Firewall Wizards mailing list archives

RE: risk level associated with VPNs?


From: "Bruce Smith" <bruce_the_loon () worldonline co za>
Date: Sat, 5 Feb 2005 20:16:31 +0200

Good day all

Just when you think you can sit back and have a beer, someone comes
around and scares you. :)

Our VPN connections pass via the same checking systems when they connect
to our servers as the in-house clients do. Servers are isolated on their
own VLAN with ACL's in place, anti-virus and -malware on the servers that
are Windows-infected and IDS hanging around scanning for naughty boys.

The in-house machines access e-mail and web via protected services with
in-line e-mail scanning and desktop anti-virus that scan everything else.
We experimented with anti-virus on the web proxy, but that proved a useless
extra step in the tree.

Now we assume, repeat assume, the VPN machines are adequately protected
against virus, properly updated and patched and are behaving themselves.
Under those conditions, they are the same risk as the in-house machines. But
can we assume this? I think that is the major crux of the VPN question, as
well as the old dial-up user question.

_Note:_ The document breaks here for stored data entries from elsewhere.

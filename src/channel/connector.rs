use std::path::Path;
use std::sync::Arc;

use async_trait::async_trait;
use tracing::info;

use super::{SecureChannel, ServiceChannel};
use crate::chunking::ChannelSecurity;
use crate::config::{ChannelConfig, TransportConfig};
use crate::crypto::{ApplicationCredentials, Certificate, MessageSecurityMode, SecurityPolicy};
use crate::error::UaError;

/// Policy, mode and key material a channel is opened with.
#[derive(Debug, Clone)]
pub struct SecurityConfig {
    pub policy: SecurityPolicy,
    pub mode: MessageSecurityMode,
    pub credentials: Option<Arc<ApplicationCredentials>>,
    pub server_certificate: Option<Certificate>,
}

impl Default for SecurityConfig {
    fn default() -> Self {
        Self::none()
    }
}

impl SecurityConfig {
    pub fn none() -> Self {
        Self {
            policy: SecurityPolicy::None,
            mode: MessageSecurityMode::None,
            credentials: None,
            server_certificate: None,
        }
    }

    pub fn secured(
        mode: MessageSecurityMode,
        credentials: ApplicationCredentials,
        server_certificate: Certificate,
    ) -> Self {
        Self {
            policy: SecurityPolicy::Aes256Sha256Ed25519,
            mode,
            credentials: Some(Arc::new(credentials)),
            server_certificate: Some(server_certificate),
        }
    }

    /// Loads the client key from a PKCS#8 PEM file and the server certificate from its
    /// encoded form on disk.
    pub fn from_files(
        mode: MessageSecurityMode,
        key_pem: impl AsRef<Path>,
        application_uri: &str,
        server_certificate: impl AsRef<Path>,
    ) -> Result<Self, UaError> {
        let credentials = ApplicationCredentials::from_pem_file(key_pem, application_uri)?;
        let certificate = Certificate::decode(&std::fs::read(server_certificate)?)?;
        Ok(Self::secured(mode, credentials, certificate))
    }

    /// Fresh per-channel security context.
    pub fn channel_security(&self) -> Result<ChannelSecurity, UaError> {
        if !self.mode.signs() {
            return Ok(ChannelSecurity::none());
        }
        ChannelSecurity::new(
            self.policy,
            self.mode,
            self.credentials.clone(),
            self.server_certificate.clone(),
        )
    }
}

/// Produces fresh, open channels to one endpoint.
///
/// The reconnection controller calls this for every repair attempt; tests substitute
/// in-memory implementations.
#[async_trait]
pub trait ChannelConnector: Send + Sync {
    fn endpoint_url(&self) -> &str;

    async fn connect(&self) -> Result<Arc<dyn ServiceChannel>, UaError>;
}

/// Opens channels over TCP.
#[derive(Debug, Clone)]
pub struct TcpChannelConnector {
    endpoint_url: String,
    transport: TransportConfig,
    channel: ChannelConfig,
    security: SecurityConfig,
}

impl TcpChannelConnector {
    pub fn new(
        endpoint_url: impl Into<String>,
        transport: TransportConfig,
        channel: ChannelConfig,
        security: SecurityConfig,
    ) -> Self {
        Self {
            endpoint_url: endpoint_url.into(),
            transport,
            channel,
            security,
        }
    }
}

#[async_trait]
impl ChannelConnector for TcpChannelConnector {
    fn endpoint_url(&self) -> &str {
        &self.endpoint_url
    }

    async fn connect(&self) -> Result<Arc<dyn ServiceChannel>, UaError> {
        info!(endpoint = %self.endpoint_url, mode = ?self.security.mode, "opening secure channel");
        let channel = SecureChannel::connect(
            &self.endpoint_url,
            &self.transport,
            self.channel.clone(),
            self.security.channel_security()?,
        )
        .await?;
        Ok(Arc::new(channel))
    }
}

#[cfg(test)]
mod tests {
    use super::*;

    #[test]
    fn unsecured_config_builds_plain_context() {
        let security = SecurityConfig::none().channel_security().unwrap();
        assert_eq!(security.mode, MessageSecurityMode::None);
        assert!(security.local_credentials().is_none());
    }

    #[test]
    fn secured_config_carries_keys() {
        let client = ApplicationCredentials::generate("urn:client");
        let server = ApplicationCredentials::generate("urn:server");
        let config = SecurityConfig::secured(
            MessageSecurityMode::Sign,
            client,
            server.certificate().clone(),
        );
        let security = config.channel_security().unwrap();
        assert_eq!(security.policy, SecurityPolicy::Aes256Sha256Ed25519);
        assert_eq!(security.remote_certificate(), Some(server.certificate()));
    }
}
use bytes::{BufMut, Bytes};
use tracing::debug;

use super::{ChannelSecurity, SequenceCounter, SequenceHeader, TokenKeys};
use super::{SEQUENCE_HEADER_SIZE, SYMMETRIC_PREFIX_SIZE};
use crate::binary::{byte_string_len, write_byte_string, write_string};
use crate::crypto::{asymmetric, symmetric, DerivedKeys, MessageSecurityMode, SecurityPolicy};
use crate::error::UaError;
use crate::status::StatusCode;
use crate::transport::{ChunkType, ErrorMessage, MessageHeader, MessageType, NegotiatedLimits};
use crate::transport::{RawChunk, HEADER_SIZE};

fn too_large(message: String) -> UaError {
    UaError::protocol(StatusCode::BAD_TCP_MESSAGE_TOO_LARGE, message)
}

/// Largest message body that fits in one symmetric chunk of `chunk_size` bytes.
///
/// With encryption the encrypted region is rounded down to whole cipher blocks and one byte
/// is reserved for the padding count.
pub fn max_body_size(
    chunk_size: usize,
    mode: MessageSecurityMode,
    policy: SecurityPolicy,
) -> Result<usize, UaError> {
    let signature = if mode.signs() {
        policy.symmetric_signature_size()
    } else {
        0
    };
    let available = chunk_size.saturating_sub(SYMMETRIC_PREFIX_SIZE);
    let region = if mode.encrypts() {
        let block = policy.block_size();
        (available / block) * block
    } else {
        available
    };
    let overhead = SEQUENCE_HEADER_SIZE + signature + usize::from(mode.encrypts());
    match region.checked_sub(overhead) {
        Some(body) if body > 0 => Ok(body),
        _ => Err(UaError::protocol(
            StatusCode::BAD_TCP_NOT_ENOUGH_RESOURCES,
            format!("chunk size {} leaves no room for a body", chunk_size),
        )),
    }
}

/// Splits outgoing messages into secured chunks and numbers them.
///
/// One chunker exists per channel; its sequence counter runs across every message the
/// channel sends, OPN included.
#[derive(Debug, Default)]
pub struct Chunker {
    sequence: SequenceCounter,
}

impl Chunker {
    pub fn new() -> Self {
        Self::default()
    }

    pub fn with_sequence(sequence: SequenceCounter) -> Self {
        Self { sequence }
    }

    /// Encodes one message. OPN always yields a single asymmetric chunk; MSG and CLO are
    /// split as the peer's receive buffer requires.
    pub fn encode(
        &mut self,
        security: &ChannelSecurity,
        limits: &NegotiatedLimits,
        message_type: MessageType,
        request_id: u32,
        body: &[u8],
    ) -> Result<Vec<RawChunk>, UaError> {
        match message_type {
            MessageType::OpenChannel => Ok(vec![self.encode_asymmetric(
                security, limits, request_id, body,
            )?]),
            MessageType::Message | MessageType::CloseChannel => {
                self.encode_symmetric(security, limits, message_type, request_id, body)
            }
            other => Err(UaError::protocol(
                StatusCode::BAD_INTERNAL_ERROR,
                format!("{:?} is not a secure conversation message", other),
            )),
        }
    }

    /// Abort chunk telling the peer the rest of message `request_id` will never arrive.
    pub fn abort(
        &mut self,
        security: &ChannelSecurity,
        message_type: MessageType,
        request_id: u32,
        error: &ErrorMessage,
    ) -> Result<RawChunk, UaError> {
        let token = current_token(security)?;
        self.write_symmetric(
            security,
            token,
            message_type,
            ChunkType::Abort,
            request_id,
            &error.encode_body(),
        )
    }

    fn encode_symmetric(
        &mut self,
        security: &ChannelSecurity,
        limits: &NegotiatedLimits,
        message_type: MessageType,
        request_id: u32,
        body: &[u8],
    ) -> Result<Vec<RawChunk>, UaError> {
        let token = current_token(security)?;
        if limits.send_max_message_size != 0 && body.len() > limits.send_max_message_size as usize
        {
            return Err(too_large(format!(
                "message of {} bytes exceeds the peer limit of {}",
                body.len(),
                limits.send_max_message_size
            )));
        }
        let max_body = max_body_size(
            limits.send_chunk_size as usize,
            security.mode,
            security.policy,
        )?;
        let pieces: Vec<&[u8]> = if body.is_empty() {
            vec![body]
        } else {
            body.chunks(max_body).collect()
        };
        if limits.send_max_chunk_count != 0 && pieces.len() > limits.send_max_chunk_count as usize
        {
            return Err(too_large(format!(
                "message needs {} chunks, peer accepts {}",
                pieces.len(),
                limits.send_max_chunk_count
            )));
        }

        let last = pieces.len() - 1;
        let mut chunks = Vec::with_capacity(pieces.len());
        for (index, piece) in pieces.into_iter().enumerate() {
            let chunk_type = if index == last {
                ChunkType::Final
            } else {
                ChunkType::Intermediate
            };
            chunks.push(self.write_symmetric(
                security,
                token,
                message_type,
                chunk_type,
                request_id,
                piece,
            )?);
        }
        debug!(
            channel_id = security.channel_id,
            token_id = token.token_id,
            request_id,
            chunks = chunks.len(),
            "message chunked"
        );
        Ok(chunks)
    }

    fn write_symmetric(
        &mut self,
        security: &ChannelSecurity,
        token: &TokenKeys,
        message_type: MessageType,
        chunk_type: ChunkType,
        request_id: u32,
        payload: &[u8],
    ) -> Result<RawChunk, UaError> {
        let mode = security.mode;
        let keys = sending_keys(mode, token)?;
        let signature_size = if mode.signs() {
            security.policy.symmetric_signature_size()
        } else {
            0
        };

        let mut region = SEQUENCE_HEADER_SIZE + payload.len() + signature_size;
        let mut padding = 0usize;
        if mode.encrypts() {
            let block = security.policy.block_size();
            region += 1;
            padding = (block - region % block) % block;
            region += padding;
        }
        let total = SYMMETRIC_PREFIX_SIZE + region;

        let mut buf = Vec::with_capacity(total);
        let header = MessageHeader {
            message_type,
            chunk_type,
            message_size: total as u32,
        };
        buf.put_slice(&header.encode());
        buf.put_u32_le(security.channel_id);
        buf.put_u32_le(token.token_id);
        SequenceHeader {
            sequence_number: self.sequence.next(),
            request_id,
        }
        .write(&mut buf);
        buf.put_slice(payload);
        if mode.encrypts() {
            buf.extend(std::iter::repeat(padding as u8).take(padding + 1));
        }
        if let Some(keys) = keys {
            let signature = symmetric::sign(keys, &buf)?;
            buf.put_slice(&signature);
            if mode.encrypts() {
                symmetric::encrypt(keys, &mut buf[SYMMETRIC_PREFIX_SIZE..])?;
            }
        }
        Ok(RawChunk::new(
            message_type,
            chunk_type,
            Bytes::from(buf).slice(HEADER_SIZE..),
        ))
    }

    fn encode_asymmetric(
        &mut self,
        security: &ChannelSecurity,
        limits: &NegotiatedLimits,
        request_id: u32,
        body: &[u8],
    ) -> Result<RawChunk, UaError> {
        let mode = security.mode;
        let policy = security.policy;
        let (sender_certificate, receiver_thumbprint) = if mode.signs() {
            let local = security.local_credentials().ok_or_else(missing_credentials)?;
            let remote = security.remote_certificate().ok_or_else(missing_credentials)?;
            (Some(local.certificate().encode()?), Some(remote.thumbprint()?))
        } else {
            (None, None)
        };
        let signature_size = if mode.signs() {
            policy.asymmetric_signature_size()
        } else {
            0
        };
        let overhead = if mode.encrypts() {
            policy.asymmetric_encryption_overhead()
        } else {
            0
        };

        let prefix = HEADER_SIZE
            + 4
            + byte_string_len(Some(policy.uri().as_bytes()))
            + byte_string_len(sender_certificate.as_deref())
            + byte_string_len(receiver_thumbprint.as_deref());
        let total = prefix + SEQUENCE_HEADER_SIZE + body.len() + signature_size + overhead;
        if total > limits.send_chunk_size as usize {
            return Err(too_large(format!(
                "open channel message of {} bytes exceeds chunk size {}",
                total, limits.send_chunk_size
            )));
        }

        let mut buf = Vec::with_capacity(total);
        let header = MessageHeader {
            message_type: MessageType::OpenChannel,
            chunk_type: ChunkType::Final,
            message_size: total as u32,
        };
        buf.put_slice(&header.encode());
        buf.put_u32_le(security.channel_id);
        write_string(&mut buf, Some(policy.uri()));
        write_byte_string(&mut buf, sender_certificate.as_deref());
        write_byte_string(&mut buf, receiver_thumbprint.as_deref());
        SequenceHeader {
            sequence_number: self.sequence.next(),
            request_id,
        }
        .write(&mut buf);
        buf.put_slice(body);

        if mode.signs() {
            let local = security.local_credentials().ok_or_else(missing_credentials)?;
            let signature = asymmetric::sign(local, &buf);
            buf.put_slice(&signature);
        }
        if mode.encrypts() {
            let remote = security.remote_certificate().ok_or_else(missing_credentials)?;
            let sealed = asymmetric::seal(remote, &buf[prefix..])?;
            buf.truncate(prefix);
            buf.put_slice(&sealed);
        }
        debug_assert_eq!(buf.len(), total);
        Ok(RawChunk::new(
            MessageType::OpenChannel,
            ChunkType::Final,
            Bytes::from(buf).slice(HEADER_SIZE..),
        ))
    }
}

fn missing_credentials() -> UaError {
    UaError::security(
        StatusCode::BAD_CERTIFICATE_INVALID,
        "secured open channel needs local credentials and the peer certificate",
    )
}

fn current_token(security: &ChannelSecurity) -> Result<&TokenKeys, UaError> {
    security.current_token().ok_or_else(|| {
        UaError::security(
            StatusCode::BAD_SECURE_CHANNEL_TOKEN_UNKNOWN,
            "no security token installed",
        )
    })
}

fn sending_keys(mode: MessageSecurityMode, token: &TokenKeys) -> Result<Option<&DerivedKeys>, UaError> {
    if !mode.signs() {
        return Ok(None);
    }
    token
        .keys
        .as_ref()
        .map(|keys| Some(&keys.sending))
        .ok_or_else(|| {
            UaError::security(
                StatusCode::BAD_SECURITY_CHECKS_FAILED,
                format!("token {} carries no keys", token.token_id),
            )
        })
}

And since the VPN connection comes
from a machine that is likely unfirewalled and open to the Internet, we
should
not make this assumption.

We are a university with close on 20000 students, some of whom bring their
own
machine into the network. These are machines that go home and get exposed
there
and we don't have too many problems from that source. We also have had no
problems
from the VPN side as yet. There are two reasons for this that we can see.

1) The protection services inside the network are doing their job. Servers
and
desktops are protected from internal and external attack. Ports and services
are protected by ACL's on the VLAN routers and by the anti-virus where it
applies.
E-mail gateways are locked down and the only access to SMTP is via the
filtering
service. Web has to go via the proxy. Etc.

2) Our VPN users tend to be power-user level and understand security. Now
this does
bias us as an example, since most VPN users out there tend to be office
staff doing
their jobs from outside.

But you have a valid point that we have considered before. There is a
somewhat greater
risk involved with open access to the internal network via VPN. Instead of a
VPN DMZ
solution, it may be easier to explicitly protect vital services with
permanent block
lines in the firewall config. Remember that security is the balance between
protection
and isolation. Something has to get it.

Regards

Bruce

-----Original Message-----
From: firewall-wizards-admin () honor icsalabs com
[mailto:firewall-wizards-admin () honor icsalabs com] On Behalf Of Avishai Wool
Sent: Friday, February 04, 2005 12:55 AM
To: firewall-wizards () honor icsalabs com
Subject: [fw-wiz] risk level associated with VPNs?


Dear all,

While doing firewall policy analyses for customers,
I very often come across rules that allow 
  any ip traffic
  from anywhere outside the primeter 
  into big portions of the inside networks
but over a VPN link (i.e., encrypted & authenticated).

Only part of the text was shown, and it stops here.